If Clyde Common at the Ace was designed to distract you from the fact it landed in a hotel, Imperial became our 2015 Restaurant of the Year because it murdered its role as a grand-halled ambassador to decades of Portland dining while still kicking out stunning, inspired surprises like a beer-braised elk shank. And unlike other fine spots in town, Imperial does it from morning to night.
The restaurant kicks off each weekday at 6:30 am with delicate brûléed grapefruit ($4) and Dungeness crab omelets ($18), and ends at 11 pm with a late-night happy hour so generous it feels like a mistake: a $4 liver pâté that inspires hundred-dollar ecstasies, $5 Vieux Carré cocktails that could raise the spirits of New Orleans more than 2,000 miles away, and a cheese-and-pickle $6 flat-top burger whose flavor dwarfs burgers twice its price.
Nonetheless the mighty machine is grinding a bit these days, as it lost chef Adams this July when he left to start another hotel restaurant called Bullard. On one of several recent visits, a fish-sauced cod special ($22) lacked both ideas and flavor. And with Paley's team stretched thin by opening yet another big hotel restaurant—seafood spot Headwaters—service was less on-point than previously.
But wood-fired grill meats like a succulent Tails and Trotters pork secretto ($31) remain some of the most beautiful protein in town, and Adams' recipe for honeyed-and-hot-sauced fried chicken ($19) could still make Grandma slump in shame. We'll have to see what happens under just-named chef de cuisine Matthew Jarrell.
Eat: The fried chicken ($19, or $8 at happy hour), a couple of the housemade Parker rolls with brown butter ($1), plus ember-roasted potatoes and grill meat of choice.

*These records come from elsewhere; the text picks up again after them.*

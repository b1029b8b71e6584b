//! # godrays
//!
//! **Ray-marched volumetric spot lights for wgpu.**
//!
//! Light shafts from spot lights, rendered at reduced resolution, cleaned up by
//! a depth-aware post-process chain and added onto your scene.
//!
//! ## Quick Start
//!
//! ```no_run
//! use godrays::*;
//!
//! # fn scene_depth() -> wgpu::TextureView { unimplemented!() }
//! let gpu = GpuContext::headless(1280, 720)?;
//! let mut world = World::new();
//! world.spawn((
//!     Transform::from_position(Vec3::new(0.0, 6.0, 0.0)).looking_to(Vec3::NEG_Y),
//!     SpotLight::new().color(Vec3::new(1.0, 0.85, 0.6)).cone_degrees(12.0, 25.0),
//! ));
//!
//! let mut graph = RenderGraph::builder()
//!     .node(VolumetricNode::new(&gpu, VolumetricSettings::default())?)
//!     .build(&gpu);
//!
//! let camera = Camera::new().at(0.0, 2.0, 10.0).looking_at(0.0, 2.0, 0.0);
//! let depth = scene_depth();
//! let output = RenderTarget::new(&gpu, "Output");
//! let scene = SceneFrame { world: &world, depth: Some(&depth), shadows: None };
//! graph.execute_to_target(&gpu, 0.0, &camera, scene, &output.view);
//! # Ok::<(), VolumetricError>(())
//! ```
//!
//! ## Pieces
//!
//! - [`gather_from_world`] turns `SpotLight` + `Transform` entities into at most
//!   [`MAX_LIGHTS`] [`LightDescriptor`]s per frame.
//! - [`VolumetricLighting`] marches them (`shaders/volumetric.wgsl`), upsamples,
//!   blurs and publishes one HDR texture per frame.
//! - [`VolumetricNode`] plugs that into a [`RenderGraph`] and composites it.
//! - [`raymarch`] is the same kernel on the CPU, for tests and point queries;
//!   [`post_process`] holds the CPU versions of the upsample and blur weights.
//! - [`HiZPyramid`] / [`HiZBuffer`] / [`OcclusionCuller`] provide Hi-Z occlusion
//!   culling over the same scene depth.

mod camera;
mod error;
mod gpu;
mod light;
mod noise;
mod occlusion;
pub mod post_process;
pub mod raymarch;
mod render_graph;
mod settings;
mod shadow;
mod transform;
pub mod uniforms;
mod volumetric;
mod volumetric_pass;

pub use camera::Camera;
pub use error::{Result, VolumetricError};
pub use gpu::GpuContext;
pub use light::{
    DEFAULT_LIGHT_RANGE, GatherOptions, LightDescriptor, LightPriority, LightSnapshot, MAX_LIGHTS,
    ShadowLayer, SpotLight, gather_from_world, gather_lights, qualifies, spot_view_projection,
};
pub use noise::{BlueNoise, BlueNoiseTexture};
pub use occlusion::{HiZBuffer, HiZLevel, HiZPyramid, OcclusionCuller};
pub use post_process::{BlurAxis, CompositePass, DepthAwareBlurPass, UpsamplePass};
pub use render_graph::{
    RenderContext, RenderGraph, RenderGraphBuilder, RenderNode, RenderTarget, SceneFrame,
    VolumetricNode, scaled_extent,
};
pub use settings::{
    BlueNoiseSource, BlurSettings, MAX_GENERATED_NOISE_SIZE, MarchSettings, VolumetricSettings,
};
pub use shadow::ShadowAtlas;
pub use transform::Transform;
pub use volumetric::{
    ChainExtents, ChainStage, FrameOutcome, SkipReason, VolumetricLighting, plan_frame,
};
pub use volumetric_pass::{MarchInputs, VolumetricLightPass};

// Re-export glam math types for convenience
pub use glam::{Mat4, Quat, Vec2, Vec3, Vec4};

// ECS types the light gatherer reads
pub use hecs::{Entity, World};
//! The main render graph and builder for composing render pipelines.

use crate::camera::Camera;
use crate::error::{Result, VolumetricError};
use crate::gpu::GpuContext;
use crate::render_graph::{RenderContext, RenderNode, RenderTarget, SceneFrame};

/// Builder for constructing render graphs with a fluent API.
///
/// Nodes are executed in the order they are added. The first node receives no
/// input (`input` is `None`), while subsequent nodes receive the previous
/// node's output. The final node renders directly to the screen.
///
/// ```ignore
/// let graph = RenderGraph::builder()
///     .node(scene_node)                              // First: render scene color
///     .node(VolumetricNode::new(&gpu, settings)?)    // Then: add light shafts
///     .build(&gpu);
/// ```
pub struct RenderGraphBuilder {
    nodes: Vec<Box<dyn RenderNode>>,
}

impl RenderGraphBuilder {
    /// Creates a new empty render graph builder.
    pub fn new() -> Self {
        Self { nodes: Vec::new() }
    }

    /// Adds a render node to the graph.
    pub fn node<N: RenderNode + 'static>(mut self, node: N) -> Self {
        self.nodes.push(Box::new(node));
        self
    }

    /// Builds the render graph, allocating ping-pong buffers at the current
    /// surface size.
    pub fn build(self, gpu: &GpuContext) -> RenderGraph {
        let target_a = RenderTarget::new(gpu, "RenderGraph Target A");
        let target_b = RenderTarget::new(gpu, "RenderGraph Target B");

        RenderGraph {
            nodes: self.nodes,
            target_a,
            target_b,
        }
    }
}

impl Default for RenderGraphBuilder {
    fn default() -> Self {
        Self::new()
    }
}

/// A linear chain of render passes.
///
/// For multi-pass rendering the graph uses two intermediate render targets
/// (ping-pong buffers). Each pass alternates between reading from one buffer
/// and writing to the other, with the final pass writing directly to the screen.
///
/// ```text
/// Pass 0: None → Target A
/// Pass 1: Target A → Target B
/// Pass 2: Target B → Screen
/// ```
///
/// For single-node graphs, no intermediate buffers are used.
pub struct RenderGraph {
    nodes: Vec<Box<dyn RenderNode>>,
    target_a: RenderTarget,
    target_b: RenderTarget,
}

impl RenderGraph {
    /// Creates a new render graph builder.
    pub fn builder() -> RenderGraphBuilder {
        RenderGraphBuilder::new()
    }

    /// Adds a node to an existing render graph.
    pub fn with_node<N: RenderNode + 'static>(mut self, node: N, gpu: &GpuContext) -> Self {
        self.nodes.push(Box::new(node));
        self.target_a.ensure_size(gpu, "RenderGraph Target A");
        self.target_b.ensure_size(gpu, "RenderGraph Target B");
        self
    }

    /// Executes the render graph and presents to the surface.
    ///
    /// Fails only when the context is headless or the next surface texture
    /// cannot be acquired; node execution itself never fails.
    pub fn execute(
        &mut self,
        gpu: &GpuContext,
        time: f32,
        camera: &Camera,
        scene: SceneFrame,
    ) -> Result<()> {
        let surface = gpu.surface.as_ref().ok_or(VolumetricError::NoSurface)?;
        let output = surface.get_current_texture()?;
        let screen_view = output
            .texture
            .create_view(&wgpu::TextureViewDescriptor::default());

        self.execute_to_target(gpu, time, camera, scene, &screen_view);

        output.present();
        Ok(())
    }

    /// Executes the render graph into an arbitrary target texture.
    ///
    /// Used by headless hosts and for capturing a frame. Does not present.
    pub fn execute_to_target(
        &mut self,
        gpu: &GpuContext,
        time: f32,
        camera: &Camera,
        scene: SceneFrame,
        target: &wgpu::TextureView,
    ) {
        self.target_a.ensure_size(gpu, "RenderGraph Target A");
        self.target_b.ensure_size(gpu, "RenderGraph Target B");

        let mut encoder = gpu
            .device
            .create_command_encoder(&wgpu::CommandEncoderDescriptor {
                label: Some("RenderGraph Encoder"),
            });

        let node_count = self.nodes.len();

        {
            let mut ctx = RenderContext {
                gpu,
                encoder: &mut encoder,
                time,
                camera,
                scene,
            };

            let mut current_input: Option<&wgpu::TextureView> = None;

            for (i, node) in self.nodes.iter_mut().enumerate() {
                let is_last = i == node_count - 1;

                let node_target = if is_last {
                    target
                } else if i % 2 == 0 {
                    &self.target_a.view
                } else {
                    &self.target_b.view
                };

                node.execute(&mut ctx, node_target, current_input);

                if !is_last {
                    current_input = Some(node_target);
                }
            }
        }

        gpu.queue.submit(std::iter::once(encoder.finish()));
    }
}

Drink: With the wood-fired meats, double down on smoke with New Money, a smoked-vermouth take on the Manhattan.
Most popular dish: After multiple tries, Imperial was too busy to answer. Just get the fried chicken.
Noise level: 50/100. The room is always packed with upward of 100 diners, but it's remarkably good at absorbing sound.
Expected wait: Reservations are usually available same-day, but don't expect to walk in on a Friday without an hour wait.
Who you'll eat with: Boutique-hotel denizens, tatted bartenders downing happy-hour burgers and tap tails, West Hillsers eating steak and potatoes, a conference of dentists in the back room.